С одной стороны, мы говорим о том, что исследование проводится в федеральном институте. Это фундаментальное исследование и, фактически, готовая технология. Но ее внедрение зависит от мнения многих. А государство заинтересовано в использовании представленных методов, если метод и технология уже есть? Может быть, следует выделить группу клиник, которые будут набирать статистику, ведь это социально значимое исследование?

И все равно этому этапу должен предшествовать период ознакомления и привыкания. На сегодняшний день врач полностью защищен в своих действиях от личных соображений, как лучше пациенту помогать. Врач должен действовать строго в рамках клинических рекомендаций. Если для каких-то нозологий еще нет клинических рекомендаций, врачи инициируют их выпуск, чтобы избежать претензий от пациентов в случаях применения новых неопробованных технологий, что может привести к судебному процессу. Необходима дальнейшая научно-исследовательская программа и программа по внедрению разработанных технологий. Само исследование у нас заняло около 10-ти лет и было поддержано Российским научным фондом и Государственным заданием от Министерства науки и высшего образования РФ. На сегодняшний день существуют способы перевода научно-исследовательских работ в опытно-конструкторские, поэтому процесс будет продолжаться и развиваться.

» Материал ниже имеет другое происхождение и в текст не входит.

//! Component trait, lifecycle and type registry
//!
//! ```text
//!   add (entity enabled)            add (entity disabled)
//!          |                                 |
//!          v                                 v
//!      Unloaded  <------------------>  UnloadedInactive
//!          |     \                  /        |
//!          |      +--> LoadFailed <+         |
//!          v                                 v
//!       Active   <------------------>    Inactive
//! ```

use std::any::{Any, TypeId};
use std::collections::HashMap;
use std::ops::BitOr;

use super::entity::EntityId;
use super::EntityError;
use crate::foundation::math::Mat4;
use crate::spatial::{Octree, Quadtree};

/// Outcome of [`Component::on_load`]
#[derive(Debug, Clone, Copy, PartialEq, Eq)]
pub enum LoadResult {
    /// Ready for use
    Loaded,
    /// Not ready yet, try again next frame
    Retry,
    /// Will never load
    Failed,
}

/// Lifecycle state of an attached component
#[derive(Debug, Clone, Copy, PartialEq, Eq)]
pub enum ComponentState {
    /// Waiting to be loaded on an enabled entity
    Unloaded,
    /// Waiting to be loaded on a disabled entity
    UnloadedInactive,
    /// Loading failed permanently
    LoadFailed,
    /// Loaded on a disabled entity
    Inactive,
    /// Loaded on an enabled entity
    Active,
}

impl ComponentState {
    /// Whether the component finished loading
    pub fn is_loaded(self) -> bool {
        matches!(self, Self::Active | Self::Inactive)
    }

    /// Whether the component still waits for its load
    pub fn is_pending(self) -> bool {
        matches!(self, Self::Unloaded | Self::UnloadedInactive)
    }
}

/// Scene resources a component may touch in its lifecycle callbacks
pub struct ComponentContext<'a> {
    /// Entity the component is attached to
    pub entity: EntityId,
    /// World matrix of the entity from the last transform pass
    pub world: Mat4,
    pub(crate) quadtree: Option<&'a mut Quadtree<EntityId>>,
    pub(crate) octree: Option<&'a mut Octree<EntityId>>,
}

impl ComponentContext<'_> {
    /// Scene quadtree, if initialized
    pub fn quadtree(&mut self) -> Option<&mut Quadtree<EntityId>> {
        self.quadtree.as_deref_mut()
    }

    /// Scene octree, if initialized
    pub fn octree(&mut self) -> Option<&mut Octree<EntityId>> {
        self.octree.as_deref_mut()
    }
}

/// Downcasting support for components, implemented for every `'static` type
pub trait AsAny {
    /// As `&dyn Any`
    fn as_any(&self) -> &dyn Any;
    /// As `&mut dyn Any`
    fn as_any_mut(&mut self) -> &mut dyn Any;
}

impl<T: Any> AsAny for T {
    fn as_any(&self) -> &dyn Any {
        self
    }

    fn as_any_mut(&mut self) -> &mut dyn Any {
        self
    }
}

/// Data attached to an entity
///
/// All callbacks have empty defaults except [`Component::duplicate`].
pub trait Component: AsAny + Send + Sync + 'static {
    /// Load resources the component needs
    fn on_load(&mut self, _ctx: &mut ComponentContext<'_>) -> LoadResult {
        LoadResult::Loaded
    }

    /// The entity got enabled, or the component finished loading on an
    /// enabled entity
    fn on_activate(&mut self, _ctx: &mut ComponentContext<'_>) {}

    /// The entity got disabled, or an active component is about to be removed
    fn on_deactivate(&mut self, _ctx: &mut ComponentContext<'_>) {}

    /// A loaded component is about to be removed
    fn on_unload(&mut self, _ctx: &mut ComponentContext<'_>) {}

    /// Unloaded copy of this component
    fn duplicate(&self) -> Box<dyn Component>;

    /// Short type name
    fn type_name(&self) -> &'static str {
        let full = std::any::type_name::<Self>();
        full.rsplit("::").next().unwrap_or(full)
    }
}

/// Bit set over registered component types
#[derive(Debug, Clone, Copy, PartialEq, Eq, Hash, Default)]
pub struct ComponentMask(u64);

impl ComponentMask {
    /// No components
    pub const EMPTY: Self = Self(0);

    /// Mask with the single bit `bit`
    pub fn bit(bit: usize) -> Self {
        Self(1 << bit)
    }

    /// Whether every bit of `other` is set in `self`
    pub fn contains(self, other: Self) -> bool {
        self.0 & other.0 == other.0
    }

    /// Whether no bit is set
    pub fn is_empty(self) -> bool {
        self.0 == 0
    }

    /// Raw bits
    pub fn bits(self) -> u64 {
        self.0
    }
}

impl BitOr for ComponentMask {
    type Output = Self;

    fn bitor(self, rhs: Self) -> Self {
        Self(self.0 | rhs.0)
    }
}

#[derive(Debug, Clone)]
struct ComponentTypeInfo {
    mask: ComponentMask,
    name: &'static str,
}

/// Assigns each component type its mask bit
#[derive(Debug, Default)]
pub struct ComponentRegistry {
    types: HashMap<TypeId, ComponentTypeInfo>,
}

impl ComponentRegistry {
    /// Maximum number of component types
    pub const MAX_TYPES: usize = 64;

    /// Create an empty registry
    pub fn new() -> Self {
        Self::default()
    }

    /// Mask bit of `T`, registering the type on first use
    pub fn register<T: Component>(&mut self) -> Result<ComponentMask, EntityError> {
        let full = std::any::type_name::<T>();
        self.register_id(TypeId::of::<T>(), full.rsplit("::").next().unwrap_or(full))
    }

    /// Mask bit of a type-erased component
    pub(crate) fn register_dyn(&mut self, component: &dyn Component) -> Result<ComponentMask, EntityError> {
        self.register_id(component.as_any().type_id(), component.type_name())
    }

    fn register_id(&mut self, type_id: TypeId, name: &'static str) -> Result<ComponentMask, EntityError> {
        if let Some(info) = self.types.get(&type_id) {
            return Ok(info.mask);
        }

        let bit = self.types.len();
        if bit >= Self::MAX_TYPES {
            return Err(EntityError::TooManyComponentTypes(Self::MAX_TYPES));
        }

        let mask = ComponentMask::bit(bit);
        self.types.insert(type_id, ComponentTypeInfo { mask, name });
        log::debug!("Registered component type {name} as bit {bit}");
        Ok(mask)
    }

    /// Mask bit of `T` if it was registered
    pub fn mask_of<T: Component>(&self) -> Option<ComponentMask> {
        self.types.get(&TypeId::of::<T>()).map(|info| info.mask)
    }

    /// Registered name of `T`
    pub fn name_of<T: Component>(&self) -> Option<&'static str> {
        self.types.get(&TypeId::of::<T>()).map(|info| info.name)
    }

    /// Number of registered types
    pub fn len(&self) -> usize {
        self.types.len()
    }

    /// Whether no type is registered
    pub fn is_empty(&self) -> bool {
        self.types.is_empty()
    }
}

/// Tuple of component types forming a view signature
pub trait ComponentSet {
    /// Combined mask, registering the types on first use
    fn mask(registry: &mut ComponentRegistry) -> Result<ComponentMask, EntityError>;
}

macro_rules! impl_component_set {
    ($($name:ident),+) => {
        impl<$($name: Component),+> ComponentSet for ($($name,)+) {
            fn mask(registry: &mut ComponentRegistry) -> Result<ComponentMask, EntityError> {
                Ok(ComponentMask::EMPTY $(| registry.register::<$name>()?)+)
            }
        }
    };
}

impl_component_set!(A);
impl_component_set!(A, B);
impl_component_set!(A, B, C);
impl_component_set!(A, B, C, D);
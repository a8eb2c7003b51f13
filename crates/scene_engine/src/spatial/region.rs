//! Region types the spatial tree can partition
//!
//! A region knows how to split itself into its fixed fan-out of children and
//! which object volume it stores. Octants are numbered with the bit layout
//! `(z << 2) | (y << 1) | x`, quadrants with `(y << 1) | x`, where a set bit
//! selects the positive half.

use std::fmt;

use super::bounds::{Circle, Rect, Sphere, AABB};
use crate::foundation::math::{Vec2, Vec3};

/// Region of space managed by a node of a [`SpatialTree`](super::SpatialTree)
pub trait Region: Copy + fmt::Debug {
    /// Bounding volume of the objects stored in regions of this type
    type Volume: Copy + fmt::Debug + PartialEq;

    /// Number of children created when a region splits
    const FAN_OUT: usize;

    /// Child region at `index` (`0..FAN_OUT`)
    fn child(&self, index: usize) -> Self;

    /// Child that would hold a volume centered where `volume` is
    fn child_index(&self, volume: &Self::Volume) -> usize;

    /// Whether the volume lies completely inside this region
    fn contains(&self, volume: &Self::Volume) -> bool;

    /// Shortest edge of the region
    fn edge_length(&self) -> f32;
}

impl Region for AABB {
    type Volume = Sphere;

    const FAN_OUT: usize = 8;

    fn child(&self, index: usize) -> Self {
        let center = self.center();
        let quarter_extents = self.extents() * 0.5;

        let x_sign = if index & 1 != 0 { 1.0 } else { -1.0 };
        let y_sign = if index & 2 != 0 { 1.0 } else { -1.0 };
        let z_sign = if index & 4 != 0 { 1.0 } else { -1.0 };

        let child_center = Vec3::new(
            center.x + quarter_extents.x * x_sign,
            center.y + quarter_extents.y * y_sign,
            center.z + quarter_extents.z * z_sign,
        );

        AABB::from_center_extents(child_center, quarter_extents)
    }

    fn child_index(&self, volume: &Sphere) -> usize {
        let center = self.center();
        let x_bit = usize::from(volume.center.x >= center.x);
        let y_bit = usize::from(volume.center.y >= center.y);
        let z_bit = usize::from(volume.center.z >= center.z);

        (z_bit << 2) | (y_bit << 1) | x_bit
    }

    fn contains(&self, volume: &Sphere) -> bool {
        self.contains_sphere(volume)
    }

    fn edge_length(&self) -> f32 {
        let size = self.max - self.min;
        size.x.min(size.y).min(size.z)
    }
}

impl Region for Rect {
    type Volume = Circle;

    const FAN_OUT: usize = 4;

    fn child(&self, index: usize) -> Self {
        let center = self.center();
        let quarter_extents = self.extents() * 0.5;

        let x_sign = if index & 1 != 0 { 1.0 } else { -1.0 };
        let y_sign = if index & 2 != 0 { 1.0 } else { -1.0 };

        let child_center = Vec2::new(
            center.x + quarter_extents.x * x_sign,
            center.y + quarter_extents.y * y_sign,
        );

        Rect::new(child_center - quarter_extents, child_center + quarter_extents)
    }

    fn child_index(&self, volume: &Circle) -> usize {
        let center = self.center();
        let x_bit = usize::from(volume.center.x >= center.x);
        let y_bit = usize::from(volume.center.y >= center.y);

        (y_bit << 1) | x_bit
    }

    fn contains(&self, volume: &Circle) -> bool {
        self.contains_circle(volume)
    }

    fn edge_length(&self) -> f32 {
        let size = self.max - self.min;
        size.x.min(size.y)
    }
}

#[cfg(test)]
mod tests {
    use super::*;

    #[test]
    fn test_octants_tile_parent() {
        let parent = AABB::cube(Vec3::zeros(), 8.0);
        for index in 0..AABB::FAN_OUT {
            let child = parent.child(index);
            assert_eq!(child.extents(), Vec3::new(4.0, 4.0, 4.0));
            assert_eq!(parent.child_index(&Sphere::new(child.center(), 0.0)), index);
        }
        assert_eq!(parent.child(7).max, parent.max);
        assert_eq!(parent.child(0).min, parent.min);
    }

    #[test]
    fn test_quadrants_tile_parent() {
        let parent = Rect::from_position_size(0.0, 0.0, 16.0, 16.0);
        for index in 0..Rect::FAN_OUT {
            let child = parent.child(index);
            assert_eq!(child.extents(), Vec2::new(4.0, 4.0));
            assert_eq!(parent.child_index(&Circle::new(child.center(), 0.0)), index);
        }
        assert_eq!(parent.edge_length(), 16.0);
    }
}
#[cfg(test)]
mod tests {
    use super::*;
    use crate::entities::{LightComponent, OctreeSystem, TransformSystem};
    use crate::foundation::math::{Vec2, Vec3};
    use crate::spatial::Sphere;
    use std::sync::atomic::{AtomicUsize, Ordering};
    use std::sync::Arc;

    struct Slow {
        attempts: Arc<AtomicUsize>,
        needed: usize,
    }

    impl Component for Slow {
        fn on_load(&mut self, _ctx: &mut ComponentContext<'_>) -> LoadResult {
            if self.attempts.fetch_add(1, Ordering::SeqCst) + 1 >= self.needed {
                LoadResult::Loaded
            } else {
                LoadResult::Retry
            }
        }

        fn duplicate(&self) -> Box<dyn Component> {
            Box::new(Slow {
                attempts: Arc::new(AtomicUsize::new(0)),
                needed: self.needed,
            })
        }
    }

    struct Broken;

    impl Component for Broken {
        fn on_load(&mut self, _ctx: &mut ComponentContext<'_>) -> LoadResult {
            LoadResult::Failed
        }

        fn duplicate(&self) -> Box<dyn Component> {
            Box::new(Broken)
        }
    }

    #[test]
    fn test_add_component_updates_views() {
        let mut scene = EntityScene::default();
        let view = scene.create_view::<(TransformComponent, LightComponent)>().unwrap();
        let lamp = scene.create_entity("lamp");

        scene.add_component(lamp, TransformComponent::default()).unwrap();
        assert!(scene.view(view).unwrap().active().is_empty());

        scene
            .add_component(lamp, LightComponent::point(Vec3::new(1.0, 1.0, 1.0), 2.0))
            .unwrap();
        assert_eq!(scene.view(view).unwrap().active(), &[lamp]);

        scene.remove_component::<LightComponent>(lamp).unwrap();
        assert!(!scene.view(view).unwrap().contains(lamp));
    }

    #[test]
    fn test_activation_moves_between_view_lists() {
        let mut scene = EntityScene::default();
        let view = scene.create_view::<(TransformComponent,)>().unwrap();
        let parent = scene.create_entity("parent");
        let child = scene.create_entity("child");
        scene.set_parent(child, parent).unwrap();
        scene.add_component(child, TransformComponent::default()).unwrap();

        scene.set_active(parent, false).unwrap();
        let v = scene.view(view).unwrap();
        assert!(v.active().is_empty());
        assert_eq!(v.inactive(), &[child]);
        assert_eq!(scene.component_state::<TransformComponent>(child), Some(ComponentState::Inactive));
        // The child's own flag is untouched
        assert!(scene.entity(child).unwrap().is_active());

        scene.set_active(parent, true).unwrap();
        assert_eq!(scene.view(view).unwrap().active(), &[child]);
        assert_eq!(scene.component_state::<TransformComponent>(child), Some(ComponentState::Active));
    }

    #[test]
    fn test_component_added_to_disabled_entity_loads_inactive() {
        let mut scene = EntityScene::default();
        let e = scene.create_entity("e");
        scene.set_active(e, false).unwrap();
        scene.add_component(e, TransformComponent::default()).unwrap();
        assert_eq!(scene.component_state::<TransformComponent>(e), Some(ComponentState::Inactive));
    }

    #[test]
    fn test_retry_loads_on_later_frames() {
        let mut scene = EntityScene::default();
        let e = scene.create_entity("e");
        let attempts = Arc::new(AtomicUsize::new(0));
        scene
            .add_component(
                e,
                Slow {
                    attempts: Arc::clone(&attempts),
                    needed: 3,
                },
            )
            .unwrap();
        assert_eq!(scene.component_state::<Slow>(e), Some(ComponentState::Unloaded));

        let time = SimulationTime::default();
        scene.update(&time);
        assert_eq!(scene.component_state::<Slow>(e), Some(ComponentState::Unloaded));
        scene.update(&time);
        assert_eq!(scene.component_state::<Slow>(e), Some(ComponentState::Active));
        assert_eq!(attempts.load(Ordering::SeqCst), 3);

        scene.update(&time);
        assert_eq!(attempts.load(Ordering::SeqCst), 3);
    }

    #[test]
    fn test_failed_load_stays_out_of_views() {
        let mut scene = EntityScene::default();
        let view = scene.create_view::<(Broken,)>().unwrap();
        let e = scene.create_entity("e");
        scene.add_component(e, Broken).unwrap();
        assert_eq!(scene.component_state::<Broken>(e), Some(ComponentState::LoadFailed));
        assert!(!scene.view(view).unwrap().contains(e));
    }

    #[test]
    fn test_contract_violations() {
        let mut scene = EntityScene::default();
        let a = scene.create_entity("a");
        let b = scene.create_entity("b");
        scene.set_parent(b, a).unwrap();

        assert_eq!(scene.set_parent(a, b), Err(EntityError::Cycle { parent: b, child: a }));
        assert_eq!(scene.set_parent(a, a), Err(EntityError::Cycle { parent: a, child: a }));
        assert_eq!(scene.destroy_entity(scene.root()), Err(EntityError::RootEntity));
        assert_eq!(scene.set_active(EntityId(99), false), Err(EntityError::UnknownEntity(EntityId(99))));

        scene.add_component(a, TransformComponent::default()).unwrap();
        assert!(matches!(
            scene.add_component(a, TransformComponent::default()),
            Err(EntityError::DuplicateComponent { .. })
        ));
        assert!(matches!(
            scene.remove_component::<LightComponent>(a),
            Err(EntityError::MissingComponent { .. })
        ));
    }

    #[test]
    fn test_destroy_is_deferred_to_next_frame() {
        let mut scene = EntityScene::default();
        scene.initialize_octree(AABB::cube(Vec3::zeros(), 100.0));
        let parent = scene.create_entity("parent");
        let child = scene.create_entity("child");
        scene.set_parent(child, parent).unwrap();
        scene
            .add_component(child, SphereComponent::new(Sphere::new(Vec3::zeros(), 1.0)))
            .unwrap();
        assert!(scene.octree().unwrap().contains(child));

        scene.destroy_entity(parent).unwrap();
        assert!(scene.entity(child).is_some());
        assert!(scene.is_pending_delete(parent));

        scene.update(&SimulationTime::default());
        assert!(scene.entity(parent).is_none());
        assert!(scene.entity(child).is_none());
        assert!(!scene.octree().unwrap().contains(child));
        assert!(scene.entity(scene.root()).unwrap().children().is_empty());
    }

    #[test]
    fn test_body_registers_with_quadtree_while_enabled() {
        let mut scene = EntityScene::default();
        let e = scene.create_entity("ship");
        scene.add_component(e, Body2DComponent::new(2.0)).unwrap();

        // Active bodies join a quadtree created later
        scene.initialize_quadtree(Rect::new(Vec2::new(-50.0, -50.0), Vec2::new(50.0, 50.0)));
        assert!(scene.quadtree().unwrap().contains(e));

        scene.set_active(e, false).unwrap();
        assert!(!scene.quadtree().unwrap().contains(e));
        scene.set_active(e, true).unwrap();
        assert!(scene.quadtree().unwrap().contains(e));
    }

    #[test]
    fn test_transform_pass_over_entities() {
        let mut scene = EntityScene::default();
        scene.add_system(Box::new(TransformSystem::new()));
        let a = scene.create_entity("a");
        let b = scene.create_entity("b");
        let c = scene.create_entity("c");
        scene.set_parent(b, a).unwrap();
        scene.set_parent(c, b).unwrap();
        for id in [a, b, c] {
            scene
                .add_component(id, TransformComponent::from_position(Vec3::new(1.0, 0.0, 0.0)))
                .unwrap();
        }

        scene.update(&SimulationTime::default());
        let world = scene.component::<TransformComponent>(c).unwrap().world_position();
        assert!((world - Vec3::new(3.0, 0.0, 0.0)).magnitude() < 1e-5);

        scene.modify_transform(a, |t| t.position.y = 2.0).unwrap();
        scene.update(&SimulationTime::default());
        let world = scene.component::<TransformComponent>(c).unwrap().world_position();
        assert!((world - Vec3::new(3.0, 2.0, 0.0)).magnitude() < 1e-5);
    }

    #[test]
    fn test_duplicate_copies_components_and_children() {
        let mut scene = EntityScene::default();
        let view = scene.create_view::<(TransformComponent,)>().unwrap();
        let parent = scene.create_entity("parent");
        let child = scene.create_entity("child");
        scene.set_parent(child, parent).unwrap();
        scene.add_component(child, TransformComponent::default()).unwrap();
        scene.set_active(child, false).unwrap();

        let copy = scene.duplicate(parent).unwrap();
        assert_ne!(copy, parent);
        let copied = scene.entity(copy).unwrap();
        assert_eq!(copied.name(), "parent");
        assert_eq!(copied.inactive_children().len(), 1);

        let copied_child = copied.inactive_children()[0];
        assert_ne!(copied_child, child);
        assert_eq!(
            scene.component_state::<TransformComponent>(copied_child),
            Some(ComponentState::Inactive)
        );
        assert_eq!(scene.view(view).unwrap().inactive().len(), 2);
    }

    #[test]
    fn test_cameras_follow_camera_components() {
        let mut scene = EntityScene::default();
        let eye = scene.create_entity("eye");
        assert_eq!(scene.active_camera(), None);
        scene.add_component(eye, CameraComponent::default()).unwrap();
        assert_eq!(scene.active_camera(), Some(eye));
        scene.set_active(eye, false).unwrap();
        assert!(scene.cameras().is_empty());
    }

    #[test]
    fn test_transform_added_after_first_frame() {
        let mut scene = EntityScene::default();
        scene.add_system(Box::new(TransformSystem::new()));
        let e = scene.create_entity("e");
        let child = scene.create_entity("child");
        scene.set_parent(child, e).unwrap();
        scene.add_component(child, TransformComponent::default()).unwrap();
        scene.update(&SimulationTime::default());

        scene
            .add_component(e, TransformComponent::from_position(Vec3::new(10.0, 0.0, 0.0)))
            .unwrap();
        scene.update(&SimulationTime::default());

        let world = scene.component::<TransformComponent>(e).unwrap().world_position();
        assert!((world - Vec3::new(10.0, 0.0, 0.0)).magnitude() < 1e-5);
        let world = scene.component::<TransformComponent>(child).unwrap().world_position();
        assert!((world - Vec3::new(10.0, 0.0, 0.0)).magnitude() < 1e-5);
    }

    #[test]
    fn test_transform_removed_after_first_frame() {
        let mut scene = EntityScene::default();
        scene.add_system(Box::new(TransformSystem::new()));
        let parent = scene.create_entity("parent");
        let child = scene.create_entity("child");
        scene.set_parent(child, parent).unwrap();
        scene
            .add_component(parent, TransformComponent::from_position(Vec3::new(5.0, 0.0, 0.0)))
            .unwrap();
        scene
            .add_component(child, TransformComponent::from_position(Vec3::new(1.0, 0.0, 0.0)))
            .unwrap();
        scene.update(&SimulationTime::default());
        let world = scene.component::<TransformComponent>(child).unwrap().world_position();
        assert!((world - Vec3::new(6.0, 0.0, 0.0)).magnitude() < 1e-5);

        scene.remove_component::<TransformComponent>(parent).unwrap();
        scene.update(&SimulationTime::default());
        let world = scene.component::<TransformComponent>(child).unwrap().world_position();
        assert!((world - Vec3::new(1.0, 0.0, 0.0)).magnitude() < 1e-5);
    }

    #[test]
    fn test_sphere_follows_transform_added_later() {
        let mut scene = EntityScene::default();
        scene.initialize_octree(AABB::cube(Vec3::zeros(), 100.0));
        scene.add_system(Box::new(TransformSystem::new()));
        scene.add_system(Box::new(OctreeSystem::new()));

        let rock = scene.create_entity("rock");
        scene
            .add_component(rock, SphereComponent::new(Sphere::new(Vec3::zeros(), 1.0)))
            .unwrap();
        scene.update(&SimulationTime::default());
        let center = scene.octree().unwrap().get(rock).unwrap().center;
        assert!(center.magnitude() < 1e-5);

        scene
            .add_component(rock, TransformComponent::from_position(Vec3::new(0.0, 0.0, 40.0)))
            .unwrap();
        scene.update(&SimulationTime::default());
        let center = scene.octree().unwrap().get(rock).unwrap().center;
        assert!((center - Vec3::new(0.0, 0.0, 40.0)).magnitude() < 1e-5);
    }

    #[test]
    fn test_rejected_prefab_creates_nothing() {
        let mut scene = EntityScene::default();
        let mut prefab = EntityPrefab::new("ship");
        prefab.add_component(0, TransformComponent::default());
        let turret = prefab.add_entity(0, "turret", true).unwrap();
        prefab.add_component(turret, LightComponent::point(Vec3::new(1.0, 1.0, 1.0), 1.0));
        prefab.add_component(turret, LightComponent::point(Vec3::new(1.0, 0.0, 0.0), 1.0));

        let count = scene.entity_count();
        let result = scene.instantiate(&prefab, scene.root());
        assert!(matches!(result, Err(EntityError::DuplicateComponent { .. })));
        assert_eq!(scene.entity_count(), count);
        assert!(scene.entity(scene.root()).unwrap().children().is_empty());
    }
}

О перспективах. Куда дальше вы планируете двигаться со своим коллективом, который приобрел за годы работы уникальные опыт и знания?  

Фокус наших работ – фундаментальные исследования. Среди тех маркеров метилирования, которые мы обнаружили и проанализировали, найдены определенные биологические закономерности, которые в будущем могут быть внедрены в практику. Сейчас это новые соображения из области биологии опухоли. Пока у нас нет текущего проекта по внедрению нашей диагностической системы, у нас возникли фундаментальные находки, которые требуют дальнейшего изучения.

Я уверен, что еще не на одно поколение хватит замечательных открытий в области медицинской биологии.